Source data section start

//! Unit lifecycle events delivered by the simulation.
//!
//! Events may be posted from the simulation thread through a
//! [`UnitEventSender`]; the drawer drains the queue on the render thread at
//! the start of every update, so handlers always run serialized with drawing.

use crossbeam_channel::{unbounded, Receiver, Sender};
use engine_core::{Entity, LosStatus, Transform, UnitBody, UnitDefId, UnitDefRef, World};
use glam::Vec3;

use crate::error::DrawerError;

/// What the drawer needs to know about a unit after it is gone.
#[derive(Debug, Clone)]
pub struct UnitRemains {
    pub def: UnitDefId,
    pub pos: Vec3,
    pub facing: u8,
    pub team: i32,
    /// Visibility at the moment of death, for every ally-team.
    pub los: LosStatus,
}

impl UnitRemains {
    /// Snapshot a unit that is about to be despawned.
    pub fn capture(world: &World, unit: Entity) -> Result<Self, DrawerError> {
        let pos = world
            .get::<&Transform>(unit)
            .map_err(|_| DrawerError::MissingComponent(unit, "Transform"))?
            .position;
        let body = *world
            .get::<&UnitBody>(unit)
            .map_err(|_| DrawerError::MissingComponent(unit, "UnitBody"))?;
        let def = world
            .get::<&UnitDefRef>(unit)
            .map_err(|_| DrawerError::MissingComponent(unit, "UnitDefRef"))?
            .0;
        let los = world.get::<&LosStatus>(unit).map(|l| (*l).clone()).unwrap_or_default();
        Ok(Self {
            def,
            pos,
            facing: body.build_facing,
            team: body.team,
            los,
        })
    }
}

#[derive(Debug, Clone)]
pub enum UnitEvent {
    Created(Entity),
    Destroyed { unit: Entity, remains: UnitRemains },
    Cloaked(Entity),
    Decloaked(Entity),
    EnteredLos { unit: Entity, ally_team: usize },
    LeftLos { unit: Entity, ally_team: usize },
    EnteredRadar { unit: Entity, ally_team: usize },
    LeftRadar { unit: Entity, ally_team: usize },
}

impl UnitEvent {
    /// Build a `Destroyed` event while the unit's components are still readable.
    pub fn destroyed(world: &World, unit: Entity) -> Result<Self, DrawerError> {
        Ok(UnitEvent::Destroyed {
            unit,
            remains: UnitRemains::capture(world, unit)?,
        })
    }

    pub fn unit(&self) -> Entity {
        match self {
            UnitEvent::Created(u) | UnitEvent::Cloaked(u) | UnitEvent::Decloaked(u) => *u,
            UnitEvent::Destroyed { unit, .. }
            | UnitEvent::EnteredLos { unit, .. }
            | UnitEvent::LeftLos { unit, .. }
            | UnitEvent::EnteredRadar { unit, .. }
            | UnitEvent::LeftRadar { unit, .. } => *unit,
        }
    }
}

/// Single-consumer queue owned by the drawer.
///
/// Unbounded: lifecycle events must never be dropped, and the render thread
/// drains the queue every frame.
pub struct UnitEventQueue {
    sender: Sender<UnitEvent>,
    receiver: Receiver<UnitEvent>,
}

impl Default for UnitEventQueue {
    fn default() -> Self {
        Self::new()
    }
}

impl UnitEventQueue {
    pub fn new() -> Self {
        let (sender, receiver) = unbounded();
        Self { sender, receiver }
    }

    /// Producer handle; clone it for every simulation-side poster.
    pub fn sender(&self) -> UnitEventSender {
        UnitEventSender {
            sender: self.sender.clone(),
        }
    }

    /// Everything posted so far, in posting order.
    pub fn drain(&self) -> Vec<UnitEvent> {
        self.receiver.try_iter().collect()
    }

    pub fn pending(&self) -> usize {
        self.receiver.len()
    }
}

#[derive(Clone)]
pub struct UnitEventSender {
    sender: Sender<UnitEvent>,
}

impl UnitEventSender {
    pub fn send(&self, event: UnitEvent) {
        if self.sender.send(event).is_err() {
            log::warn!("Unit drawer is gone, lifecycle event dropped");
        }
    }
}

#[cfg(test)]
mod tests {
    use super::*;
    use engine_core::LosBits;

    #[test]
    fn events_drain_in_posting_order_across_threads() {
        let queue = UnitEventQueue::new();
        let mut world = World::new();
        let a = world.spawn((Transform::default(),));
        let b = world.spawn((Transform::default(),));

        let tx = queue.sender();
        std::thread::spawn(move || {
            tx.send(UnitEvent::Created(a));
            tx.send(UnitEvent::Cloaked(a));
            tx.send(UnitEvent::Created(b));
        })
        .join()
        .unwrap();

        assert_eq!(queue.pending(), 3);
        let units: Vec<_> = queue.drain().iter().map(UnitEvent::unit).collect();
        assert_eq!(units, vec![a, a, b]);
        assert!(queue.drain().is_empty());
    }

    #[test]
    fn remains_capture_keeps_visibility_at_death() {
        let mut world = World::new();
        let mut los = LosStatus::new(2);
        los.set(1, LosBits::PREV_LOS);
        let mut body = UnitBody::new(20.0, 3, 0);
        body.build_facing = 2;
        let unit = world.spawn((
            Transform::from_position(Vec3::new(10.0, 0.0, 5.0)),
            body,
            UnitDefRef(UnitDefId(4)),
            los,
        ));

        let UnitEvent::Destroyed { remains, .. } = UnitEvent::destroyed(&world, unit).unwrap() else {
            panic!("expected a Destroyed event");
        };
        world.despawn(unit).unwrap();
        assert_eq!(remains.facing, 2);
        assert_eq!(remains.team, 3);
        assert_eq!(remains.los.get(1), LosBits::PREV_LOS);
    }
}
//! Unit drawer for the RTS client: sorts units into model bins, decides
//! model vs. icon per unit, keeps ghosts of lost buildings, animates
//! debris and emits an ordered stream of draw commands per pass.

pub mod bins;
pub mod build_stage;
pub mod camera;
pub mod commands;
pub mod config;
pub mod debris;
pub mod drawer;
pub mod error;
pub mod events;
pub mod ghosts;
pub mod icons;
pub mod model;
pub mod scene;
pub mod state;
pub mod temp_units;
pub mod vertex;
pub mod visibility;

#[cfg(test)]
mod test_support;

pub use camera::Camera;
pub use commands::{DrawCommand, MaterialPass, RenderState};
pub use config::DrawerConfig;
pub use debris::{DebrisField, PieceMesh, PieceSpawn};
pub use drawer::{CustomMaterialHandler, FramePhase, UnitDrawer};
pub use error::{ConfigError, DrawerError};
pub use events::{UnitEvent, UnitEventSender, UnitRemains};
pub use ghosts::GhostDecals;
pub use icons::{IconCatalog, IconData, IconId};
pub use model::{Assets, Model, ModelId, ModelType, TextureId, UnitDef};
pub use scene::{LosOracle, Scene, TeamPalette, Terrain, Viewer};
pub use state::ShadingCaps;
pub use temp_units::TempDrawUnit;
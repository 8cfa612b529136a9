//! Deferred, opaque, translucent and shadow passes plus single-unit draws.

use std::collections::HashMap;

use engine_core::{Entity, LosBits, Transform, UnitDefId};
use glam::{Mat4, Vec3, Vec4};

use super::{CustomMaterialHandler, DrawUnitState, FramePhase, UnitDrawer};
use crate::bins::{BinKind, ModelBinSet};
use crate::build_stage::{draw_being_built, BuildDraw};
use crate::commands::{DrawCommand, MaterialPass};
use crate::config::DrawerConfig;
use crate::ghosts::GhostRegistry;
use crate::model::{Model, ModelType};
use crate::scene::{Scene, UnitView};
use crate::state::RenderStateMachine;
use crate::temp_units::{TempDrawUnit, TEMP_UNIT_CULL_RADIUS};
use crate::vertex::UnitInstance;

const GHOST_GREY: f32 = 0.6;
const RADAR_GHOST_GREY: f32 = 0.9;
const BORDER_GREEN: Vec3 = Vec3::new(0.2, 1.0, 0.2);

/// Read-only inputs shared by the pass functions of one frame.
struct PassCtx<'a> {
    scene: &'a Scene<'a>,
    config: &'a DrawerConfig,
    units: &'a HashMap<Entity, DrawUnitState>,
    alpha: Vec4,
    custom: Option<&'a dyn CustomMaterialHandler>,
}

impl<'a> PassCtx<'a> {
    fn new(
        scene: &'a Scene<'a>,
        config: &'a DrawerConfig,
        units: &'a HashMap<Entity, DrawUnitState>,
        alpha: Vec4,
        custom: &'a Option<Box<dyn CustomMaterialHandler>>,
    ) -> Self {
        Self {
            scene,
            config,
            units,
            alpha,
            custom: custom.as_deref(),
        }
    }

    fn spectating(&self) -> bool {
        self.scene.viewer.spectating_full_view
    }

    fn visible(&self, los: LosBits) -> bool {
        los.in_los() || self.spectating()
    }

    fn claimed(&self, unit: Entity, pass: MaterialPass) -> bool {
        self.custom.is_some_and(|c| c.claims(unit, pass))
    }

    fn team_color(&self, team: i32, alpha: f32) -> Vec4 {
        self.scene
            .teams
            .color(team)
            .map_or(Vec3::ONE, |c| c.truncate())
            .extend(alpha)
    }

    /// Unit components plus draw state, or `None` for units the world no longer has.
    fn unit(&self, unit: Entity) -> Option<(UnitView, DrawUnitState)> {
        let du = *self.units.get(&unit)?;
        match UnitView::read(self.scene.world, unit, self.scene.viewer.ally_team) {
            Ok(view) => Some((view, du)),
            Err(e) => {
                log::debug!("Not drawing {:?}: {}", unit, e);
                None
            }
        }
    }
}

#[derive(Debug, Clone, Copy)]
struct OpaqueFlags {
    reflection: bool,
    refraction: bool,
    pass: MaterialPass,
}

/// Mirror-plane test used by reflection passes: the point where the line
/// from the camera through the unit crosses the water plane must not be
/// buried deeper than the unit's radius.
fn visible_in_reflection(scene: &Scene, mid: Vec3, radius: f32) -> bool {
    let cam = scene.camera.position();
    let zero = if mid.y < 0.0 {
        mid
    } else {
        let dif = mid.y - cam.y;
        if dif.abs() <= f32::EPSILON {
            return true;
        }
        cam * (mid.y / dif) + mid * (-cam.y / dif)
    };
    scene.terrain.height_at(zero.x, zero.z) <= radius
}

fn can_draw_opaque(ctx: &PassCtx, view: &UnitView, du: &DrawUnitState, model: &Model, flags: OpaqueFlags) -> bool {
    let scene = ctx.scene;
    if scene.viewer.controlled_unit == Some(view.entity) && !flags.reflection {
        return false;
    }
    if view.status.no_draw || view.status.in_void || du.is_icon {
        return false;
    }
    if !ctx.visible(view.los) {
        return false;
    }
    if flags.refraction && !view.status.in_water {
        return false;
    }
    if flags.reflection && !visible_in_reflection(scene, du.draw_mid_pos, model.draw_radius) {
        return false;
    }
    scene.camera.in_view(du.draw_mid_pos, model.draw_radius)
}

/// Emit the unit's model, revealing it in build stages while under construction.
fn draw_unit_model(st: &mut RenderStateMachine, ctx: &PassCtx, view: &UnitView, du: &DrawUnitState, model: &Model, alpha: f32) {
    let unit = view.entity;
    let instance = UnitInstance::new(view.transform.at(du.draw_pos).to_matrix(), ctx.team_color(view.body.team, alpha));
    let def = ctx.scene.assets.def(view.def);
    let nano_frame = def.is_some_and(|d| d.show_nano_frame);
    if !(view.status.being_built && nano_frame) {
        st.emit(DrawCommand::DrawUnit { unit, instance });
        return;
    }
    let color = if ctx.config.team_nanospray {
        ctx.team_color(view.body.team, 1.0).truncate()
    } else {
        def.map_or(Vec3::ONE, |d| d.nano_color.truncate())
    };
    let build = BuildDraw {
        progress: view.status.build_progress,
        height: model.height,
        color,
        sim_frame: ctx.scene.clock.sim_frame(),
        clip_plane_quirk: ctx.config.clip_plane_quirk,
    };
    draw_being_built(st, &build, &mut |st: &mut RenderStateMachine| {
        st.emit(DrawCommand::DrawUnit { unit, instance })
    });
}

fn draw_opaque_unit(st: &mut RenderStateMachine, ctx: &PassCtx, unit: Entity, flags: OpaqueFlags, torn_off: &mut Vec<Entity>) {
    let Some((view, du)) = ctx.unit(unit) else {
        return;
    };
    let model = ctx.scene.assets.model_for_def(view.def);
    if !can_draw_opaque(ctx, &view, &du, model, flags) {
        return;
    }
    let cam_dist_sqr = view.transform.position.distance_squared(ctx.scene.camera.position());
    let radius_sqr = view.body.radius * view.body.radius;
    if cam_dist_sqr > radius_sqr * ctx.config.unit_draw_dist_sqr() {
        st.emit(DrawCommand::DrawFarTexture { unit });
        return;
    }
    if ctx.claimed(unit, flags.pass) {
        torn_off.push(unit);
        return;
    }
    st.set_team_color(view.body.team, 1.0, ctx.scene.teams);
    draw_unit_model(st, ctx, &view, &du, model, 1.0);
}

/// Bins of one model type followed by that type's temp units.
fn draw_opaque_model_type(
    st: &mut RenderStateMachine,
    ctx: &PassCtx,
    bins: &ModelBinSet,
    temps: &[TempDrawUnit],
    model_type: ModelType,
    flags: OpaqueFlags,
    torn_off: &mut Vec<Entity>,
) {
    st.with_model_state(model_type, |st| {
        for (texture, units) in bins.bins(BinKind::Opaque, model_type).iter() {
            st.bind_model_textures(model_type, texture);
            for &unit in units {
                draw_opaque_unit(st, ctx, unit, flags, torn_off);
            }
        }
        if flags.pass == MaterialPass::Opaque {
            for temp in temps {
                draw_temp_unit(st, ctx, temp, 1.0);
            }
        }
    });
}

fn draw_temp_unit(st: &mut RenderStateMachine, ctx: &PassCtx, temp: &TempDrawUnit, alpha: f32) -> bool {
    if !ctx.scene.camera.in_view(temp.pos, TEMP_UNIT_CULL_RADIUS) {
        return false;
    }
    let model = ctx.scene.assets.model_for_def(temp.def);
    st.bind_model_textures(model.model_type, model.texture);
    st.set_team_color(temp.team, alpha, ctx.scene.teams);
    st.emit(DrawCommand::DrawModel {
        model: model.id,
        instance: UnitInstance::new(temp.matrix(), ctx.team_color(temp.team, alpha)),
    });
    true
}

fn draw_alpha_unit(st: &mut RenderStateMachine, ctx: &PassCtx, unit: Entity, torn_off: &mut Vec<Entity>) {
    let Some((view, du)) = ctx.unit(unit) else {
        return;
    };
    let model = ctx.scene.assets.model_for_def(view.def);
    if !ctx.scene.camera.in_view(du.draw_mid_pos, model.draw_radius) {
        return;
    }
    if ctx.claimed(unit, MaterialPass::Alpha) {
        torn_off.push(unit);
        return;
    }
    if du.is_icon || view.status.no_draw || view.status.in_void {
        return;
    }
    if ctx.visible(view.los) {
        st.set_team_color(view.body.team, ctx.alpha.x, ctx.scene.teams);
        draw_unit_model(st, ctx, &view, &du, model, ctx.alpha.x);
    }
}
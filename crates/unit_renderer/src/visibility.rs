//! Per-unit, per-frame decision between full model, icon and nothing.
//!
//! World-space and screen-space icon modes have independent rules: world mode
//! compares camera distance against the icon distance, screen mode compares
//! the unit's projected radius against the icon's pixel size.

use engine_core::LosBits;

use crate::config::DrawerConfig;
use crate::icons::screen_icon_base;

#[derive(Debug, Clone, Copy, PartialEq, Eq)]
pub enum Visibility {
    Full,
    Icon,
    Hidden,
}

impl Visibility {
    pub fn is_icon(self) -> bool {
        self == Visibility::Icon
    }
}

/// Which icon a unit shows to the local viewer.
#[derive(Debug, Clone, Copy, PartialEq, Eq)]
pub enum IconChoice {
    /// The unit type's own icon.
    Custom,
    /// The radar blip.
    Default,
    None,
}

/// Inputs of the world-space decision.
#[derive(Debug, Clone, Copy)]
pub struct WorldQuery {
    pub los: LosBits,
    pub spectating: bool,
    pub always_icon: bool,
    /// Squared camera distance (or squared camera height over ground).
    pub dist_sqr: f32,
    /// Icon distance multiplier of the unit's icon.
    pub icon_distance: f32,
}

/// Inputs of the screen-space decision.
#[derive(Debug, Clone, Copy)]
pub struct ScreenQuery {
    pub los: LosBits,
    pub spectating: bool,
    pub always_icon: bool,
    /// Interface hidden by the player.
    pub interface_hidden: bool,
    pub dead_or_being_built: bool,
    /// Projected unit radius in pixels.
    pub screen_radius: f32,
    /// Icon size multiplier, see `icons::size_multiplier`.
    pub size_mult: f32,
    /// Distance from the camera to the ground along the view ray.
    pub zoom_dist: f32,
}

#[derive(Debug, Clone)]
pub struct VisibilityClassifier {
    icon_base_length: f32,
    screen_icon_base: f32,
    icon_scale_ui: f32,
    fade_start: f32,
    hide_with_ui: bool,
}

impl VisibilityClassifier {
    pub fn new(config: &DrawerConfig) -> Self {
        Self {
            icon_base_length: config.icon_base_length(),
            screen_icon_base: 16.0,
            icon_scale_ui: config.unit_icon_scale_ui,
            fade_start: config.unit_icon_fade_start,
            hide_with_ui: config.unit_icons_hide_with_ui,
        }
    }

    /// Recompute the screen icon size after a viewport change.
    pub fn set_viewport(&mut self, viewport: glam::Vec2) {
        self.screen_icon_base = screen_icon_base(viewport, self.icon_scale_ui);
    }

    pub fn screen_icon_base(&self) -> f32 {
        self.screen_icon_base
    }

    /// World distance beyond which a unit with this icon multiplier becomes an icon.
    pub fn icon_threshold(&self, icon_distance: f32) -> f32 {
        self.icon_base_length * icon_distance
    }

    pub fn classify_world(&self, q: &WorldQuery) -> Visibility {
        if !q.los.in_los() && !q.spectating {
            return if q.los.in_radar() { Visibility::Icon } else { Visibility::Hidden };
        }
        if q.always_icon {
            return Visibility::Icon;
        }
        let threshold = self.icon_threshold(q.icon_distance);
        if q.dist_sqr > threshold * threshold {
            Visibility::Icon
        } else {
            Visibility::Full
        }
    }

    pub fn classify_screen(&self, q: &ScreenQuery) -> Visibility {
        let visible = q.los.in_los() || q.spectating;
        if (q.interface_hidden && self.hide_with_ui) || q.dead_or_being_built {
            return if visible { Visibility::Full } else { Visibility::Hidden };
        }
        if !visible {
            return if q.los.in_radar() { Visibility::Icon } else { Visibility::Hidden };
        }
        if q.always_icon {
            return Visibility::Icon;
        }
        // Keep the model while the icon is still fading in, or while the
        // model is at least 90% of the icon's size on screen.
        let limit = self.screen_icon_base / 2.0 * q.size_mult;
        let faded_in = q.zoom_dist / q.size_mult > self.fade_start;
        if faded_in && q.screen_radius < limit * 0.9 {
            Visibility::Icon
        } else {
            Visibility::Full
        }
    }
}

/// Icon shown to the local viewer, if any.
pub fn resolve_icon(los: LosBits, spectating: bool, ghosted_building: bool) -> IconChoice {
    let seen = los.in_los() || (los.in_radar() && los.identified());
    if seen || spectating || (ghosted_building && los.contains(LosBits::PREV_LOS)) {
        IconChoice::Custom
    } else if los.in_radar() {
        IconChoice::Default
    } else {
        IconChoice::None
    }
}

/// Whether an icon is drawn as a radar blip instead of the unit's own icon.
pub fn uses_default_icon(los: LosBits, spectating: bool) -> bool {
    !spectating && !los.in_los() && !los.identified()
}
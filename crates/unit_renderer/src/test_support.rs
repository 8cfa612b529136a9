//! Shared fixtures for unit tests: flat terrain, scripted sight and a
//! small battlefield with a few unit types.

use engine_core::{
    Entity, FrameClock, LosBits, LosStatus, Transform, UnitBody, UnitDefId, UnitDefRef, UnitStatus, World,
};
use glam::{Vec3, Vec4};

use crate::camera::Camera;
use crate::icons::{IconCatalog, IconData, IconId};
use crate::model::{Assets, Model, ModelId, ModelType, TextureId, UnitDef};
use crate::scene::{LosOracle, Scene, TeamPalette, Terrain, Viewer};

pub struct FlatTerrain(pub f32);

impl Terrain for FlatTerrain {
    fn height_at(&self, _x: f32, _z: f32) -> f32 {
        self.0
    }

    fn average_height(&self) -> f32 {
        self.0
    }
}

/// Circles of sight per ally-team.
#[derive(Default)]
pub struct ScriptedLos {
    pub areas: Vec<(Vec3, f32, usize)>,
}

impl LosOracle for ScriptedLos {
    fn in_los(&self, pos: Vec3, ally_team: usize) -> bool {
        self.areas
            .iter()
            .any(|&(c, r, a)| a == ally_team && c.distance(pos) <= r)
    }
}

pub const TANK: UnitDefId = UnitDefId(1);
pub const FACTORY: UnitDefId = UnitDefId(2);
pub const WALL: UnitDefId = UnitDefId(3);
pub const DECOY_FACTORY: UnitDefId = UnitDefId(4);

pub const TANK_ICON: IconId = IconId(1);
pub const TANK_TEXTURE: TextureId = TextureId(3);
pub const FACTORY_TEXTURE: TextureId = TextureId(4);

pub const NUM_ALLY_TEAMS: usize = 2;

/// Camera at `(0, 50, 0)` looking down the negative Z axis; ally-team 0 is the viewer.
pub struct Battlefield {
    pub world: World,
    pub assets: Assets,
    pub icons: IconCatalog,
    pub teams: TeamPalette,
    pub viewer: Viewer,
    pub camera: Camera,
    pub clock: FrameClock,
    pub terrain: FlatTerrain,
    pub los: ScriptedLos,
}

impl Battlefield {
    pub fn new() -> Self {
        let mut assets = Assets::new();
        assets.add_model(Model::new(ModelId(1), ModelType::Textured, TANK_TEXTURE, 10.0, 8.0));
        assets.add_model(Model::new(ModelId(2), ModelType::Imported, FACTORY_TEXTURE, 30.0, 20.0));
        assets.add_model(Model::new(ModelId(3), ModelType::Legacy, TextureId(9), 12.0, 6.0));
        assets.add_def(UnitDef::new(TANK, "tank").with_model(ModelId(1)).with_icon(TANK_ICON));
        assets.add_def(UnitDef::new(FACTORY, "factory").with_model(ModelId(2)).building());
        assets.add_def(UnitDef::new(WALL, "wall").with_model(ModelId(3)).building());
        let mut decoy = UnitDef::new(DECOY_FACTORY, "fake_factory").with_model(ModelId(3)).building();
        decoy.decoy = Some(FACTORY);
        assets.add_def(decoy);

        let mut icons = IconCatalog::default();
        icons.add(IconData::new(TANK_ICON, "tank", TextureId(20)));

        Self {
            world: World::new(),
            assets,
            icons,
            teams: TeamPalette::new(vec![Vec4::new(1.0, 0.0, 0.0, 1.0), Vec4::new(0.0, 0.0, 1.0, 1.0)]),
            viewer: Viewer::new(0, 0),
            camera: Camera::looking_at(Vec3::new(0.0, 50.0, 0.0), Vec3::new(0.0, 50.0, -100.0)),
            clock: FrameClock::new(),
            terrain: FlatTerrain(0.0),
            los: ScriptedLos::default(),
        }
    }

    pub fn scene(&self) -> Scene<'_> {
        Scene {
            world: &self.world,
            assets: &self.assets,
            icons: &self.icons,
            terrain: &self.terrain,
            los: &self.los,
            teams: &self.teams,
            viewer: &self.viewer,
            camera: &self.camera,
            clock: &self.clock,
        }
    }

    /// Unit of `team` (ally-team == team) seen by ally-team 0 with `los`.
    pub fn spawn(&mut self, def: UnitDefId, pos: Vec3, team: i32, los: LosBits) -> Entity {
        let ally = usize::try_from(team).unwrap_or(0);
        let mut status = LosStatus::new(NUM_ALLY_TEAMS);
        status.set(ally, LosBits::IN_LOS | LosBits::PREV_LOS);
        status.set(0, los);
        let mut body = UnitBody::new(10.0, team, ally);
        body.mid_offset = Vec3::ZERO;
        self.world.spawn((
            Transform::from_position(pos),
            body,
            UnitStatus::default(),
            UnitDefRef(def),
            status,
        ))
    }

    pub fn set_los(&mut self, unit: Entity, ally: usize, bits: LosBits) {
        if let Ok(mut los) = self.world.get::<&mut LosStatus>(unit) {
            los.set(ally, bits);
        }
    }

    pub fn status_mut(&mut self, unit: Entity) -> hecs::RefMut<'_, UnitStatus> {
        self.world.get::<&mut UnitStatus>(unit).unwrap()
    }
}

Source data section end

• [Task]: Please retype the records above starting with the line that contains "let ally = usize::try_from(team).unwrap_or(0);" and stopping after the last line, changing nothing.

• [Result]:
        let ally = usize::try_from(team).unwrap_or(0);
        let mut status = LosStatus::new(NUM_ALLY_TEAMS);
        status.set(ally, LosBits::IN_LOS | LosBits::PREV_LOS);
        status.set(0, los);
        let mut body = UnitBody::new(10.0, team, ally);
        body.mid_offset = Vec3::ZERO;
        self.world.spawn((
            Transform::from_position(pos),
            body,
            UnitStatus::default(),
            UnitDefRef(def),
            status,
        ))
    }

    pub fn set_los(&mut self, unit: Entity, ally: usize, bits: LosBits) {
        if let Ok(mut los) = self.world.get::<&mut LosStatus>(unit) {
            los.set(ally, bits);
        }
    }

    pub fn status_mut(&mut self, unit: Entity) -> hecs::RefMut<'_, UnitStatus> {
        self.world.get::<&mut UnitStatus>(unit).unwrap()
    }
}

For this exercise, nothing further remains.